If you're keen on domestic roses, the Barnard Griffin from WA. State has held court for several years. While dry, the Griffins' fruit profile is more generous than its French counterparts.   Near and dear to my palate for several vintages, it spills over with red fruit flavour in every corner of your mouth. Notions of ripe luscious spring strawberries, raspberries and holiday candy flesh out the flavour profile of this modestly priced marvel.

Lest you think rose is meant for the dog days of summer, some people adore their roses regardless if the temperature is surging past 90 or ice blanketing their windshields.  My friend and Corkscrew compatriot, Jim wouldn't dare think of  completing a purchase at the store without several bottles of the pink stuff in tow for his rose-loving wife, Linda, one of many mothers I can choose from on any given day, depending on my mood. The locks would be changed, and Jim would be sleeping in the car. End of story.

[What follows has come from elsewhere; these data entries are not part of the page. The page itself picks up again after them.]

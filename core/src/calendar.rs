//! Calendar date/time conversions using O(1) algorithms
//!
//! Implements Howard Hinnant's civil_from_days and days_from_civil algorithms.
//! Reference: http://howardhinnant.github.io/date_algorithms.html
//!
//! Used to turn the modem's clock reply into Unix seconds and to stamp
//! payloads with ISO-8601 times. Fixed UTC offsets only.

use core::fmt::Write;

/// Broken-down civil time
#[derive(Debug, Clone, Copy, PartialEq, Eq)]
#[cfg_attr(feature = "defmt", derive(defmt::Format))]
pub struct DateTime {
    pub year: i32,
    pub month: u8,
    pub day: u8,
    pub hour: u8,
    pub minute: u8,
    pub second: u8,
}

const SECONDS_PER_DAY: i64 = 86400;

/// Check if year is a leap year (Gregorian calendar)
///
/// Divisible by 4, except centuries, except every 400 years.
pub fn is_leap_year(year: i32) -> bool {
    (year % 4 == 0 && year % 100 != 0) || year % 400 == 0
}

pub fn days_in_month(year: i32, month: u8) -> u8 {
    match month {
        1 | 3 | 5 | 7 | 8 | 10 | 12 => 31,
        4 | 6 | 9 | 11 => 30,
        2 if is_leap_year(year) => 29,
        2 => 28,
        _ => 0,
    }
}

impl DateTime {
    /// Validating constructor
    pub fn new(year: i32, month: u8, day: u8, hour: u8, minute: u8, second: u8) -> Option<Self> {
        let valid = (1..=12).contains(&month)
            && day >= 1
            && day <= days_in_month(year, month)
            && hour < 24
            && minute < 60
            && second < 60;
        valid.then_some(Self {
            year,
            month,
            day,
            hour,
            minute,
            second,
        })
    }

    /// Seconds since 1970-01-01T00:00:00 with this time read as UTC
    pub fn to_unix(&self) -> i64 {
        days_from_civil(self.year, self.month, self.day) * SECONDS_PER_DAY
            + i64::from(self.hour) * 3600
            + i64::from(self.minute) * 60
            + i64::from(self.second)
    }

    pub fn from_unix(unix_secs: i64) -> Self {
        let days = unix_secs.div_euclid(SECONDS_PER_DAY);
        let secs_today = unix_secs.rem_euclid(SECONDS_PER_DAY);
        let (year, month, day) = civil_from_days(days);
        Self {
            year,
            month,
            day,
            hour: (secs_today / 3600) as u8,
            minute: ((secs_today % 3600) / 60) as u8,
            second: (secs_today % 60) as u8,
        }
    }
}

/// Convert days since Unix epoch to civil date (year, month, day)
fn civil_from_days(days_since_epoch: i64) -> (i32, u8, u8) {
    // Shift epoch to 0000-03-01 so the leap day ends the year
    let z = days_since_epoch + 719468;

    let era = if z >= 0 { z } else { z - 146096 } / 146097;
    let doe = (z - era * 146097) as u32; // [0, 146096]
    let yoe = (doe - doe / 1460 + doe / 36524 - doe / 146096) / 365; // [0, 399]
    let y = i64::from(yoe) + era * 400;
    let doy = doe - (365 * yoe + yoe / 4 - yoe / 100); // [0, 365]
    let mp = (5 * doy + 2) / 153; // 0 = March
    let d = (doy - (153 * mp + 2) / 5 + 1) as u8;
    let m = if mp < 10 { mp + 3 } else { mp - 9 } as u8;
    let year = if m <= 2 { y + 1 } else { y };

    (year as i32, m, d)
}

/// Convert civil date (year, month, day) to days since Unix epoch
fn days_from_civil(year: i32, month: u8, day: u8) -> i64 {
    let (y, m) = if month <= 2 {
        (i64::from(year) - 1, u32::from(month) + 9)
    } else {
        (i64::from(year), u32::from(month) - 3)
    };

    let era = if y >= 0 { y } else { y - 399 } / 400;
    let yoe = (y - era * 400) as u32; // [0, 399]
    let doy = (153 * m + 2) / 5 + u32::from(day) - 1; // [0, 365]
    let doe = yoe * 365 + yoe / 4 - yoe / 100 + doy; // [0, 146096]

    era * 146097 + i64::from(doe) - 719468
}

/// Write `YYYY-MM-DDTHH:MM:SS`, plus `±HH:MM` when an offset is given.
///
/// `unix_secs` is UTC; the printed wall time is shifted by the offset.
pub fn write_iso8601<W: Write>(
    out: &mut W,
    unix_secs: i64,
    offset_secs: Option<i32>,
) -> core::fmt::Result {
    let shift = offset_secs.map_or(0, i64::from);
    let t = DateTime::from_unix(unix_secs + shift);
    write!(
        out,
        "{:04}-{:02}-{:02}T{:02}:{:02}:{:02}",
        t.year, t.month, t.day, t.hour, t.minute, t.second
    )?;
    if let Some(offset) = offset_secs {
        let sign = if offset < 0 { '-' } else { '+' };
        let abs = offset.unsigned_abs();
        write!(out, "{}{:02}:{:02}", sign, abs / 3600, (abs % 3600) / 60)?;
    }
    Ok(())
}
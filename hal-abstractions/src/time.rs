//! Time sources
//!
//! The runtime keeps time in milliseconds on a `u64` tick counter, the same
//! representation RTIC monotonics use, so a BSP can forward its timer
//! queue straight through.

/// Point on the monotonic timeline (millisecond ticks since boot)
pub type Instant = fugit::TimerInstantU64<1000>;

/// Span on the monotonic timeline
pub type Duration = fugit::MillisDurationU64;

/// Monotonic clock with the ability to idle the core
pub trait Monotonic {
    /// Current instant. Never goes backwards within one wake cycle.
    fn now(&self) -> Instant;

    /// Idle until `deadline` or until an interrupt fires, whichever is first.
    ///
    /// `None` means there is no pending deadline: idle until an interrupt.
    /// Returning early is always allowed; the runtime re-checks its queues.
    fn idle_until(&self, deadline: Option<Instant>);
}

/// Calendar clock
pub trait WallClock {
    /// Seconds since 1970-01-01 00:00:00 on the device's local time scale
    fn unix_time(&self) -> i64;
}

impl<T: Monotonic + ?Sized> Monotonic for &T {
    fn now(&self) -> Instant {
        (**self).now()
    }

    fn idle_until(&self, deadline: Option<Instant>) {
        (**self).idle_until(deadline)
    }
}

impl<T: WallClock + ?Sized> WallClock for &T {
    fn unix_time(&self) -> i64 {
        (**self).unix_time()
    }
}
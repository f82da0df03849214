//! Platform-agnostic core logic for the environmental data logger
//!
//! This crate contains the protocol drivers and scheduling logic that run on
//! every supported board. It has NO hardware dependencies: pins, UARTs and
//! clocks arrive through `embedded-hal`, `embedded-io` and `datalogger-hal`.
//!
//! Everything runs on the cooperative [`runtime`], one wake cycle at a time.

#![cfg_attr(not(test), no_std)]
#![deny(unsafe_code)]

#[cfg(all(feature = "defmt", feature = "log"))]
compile_error!("Features \"defmt\" and \"log\" are mutually exclusive and cannot be enabled together");

extern crate alloc;

// Must stay first: the logging macros are textually scoped.
mod fmt;

pub mod calendar;
pub mod config;
pub mod cycle;
pub mod modem;
pub mod payload;
pub mod protocol;
pub mod runtime;
pub mod schedule;
pub mod sdi12;

#[cfg(test)]
mod mock;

My bias against rose is now a thing of the past. If you are still ambivalent about Rose, just start tasting, you will come around, I did.

Something tells me, there just might be a follow-up article on rose  in the not-too-distant future.  After all, it's only early June, and there's weeks of rose revelry ahead of us.
Cheers
Michael

1 comment:

  1. Great stuff! So glad you started a blog. These are the first wine columns I've read that are interesting, smart, accessible and funny. Looking forward to watching what you make of your blog.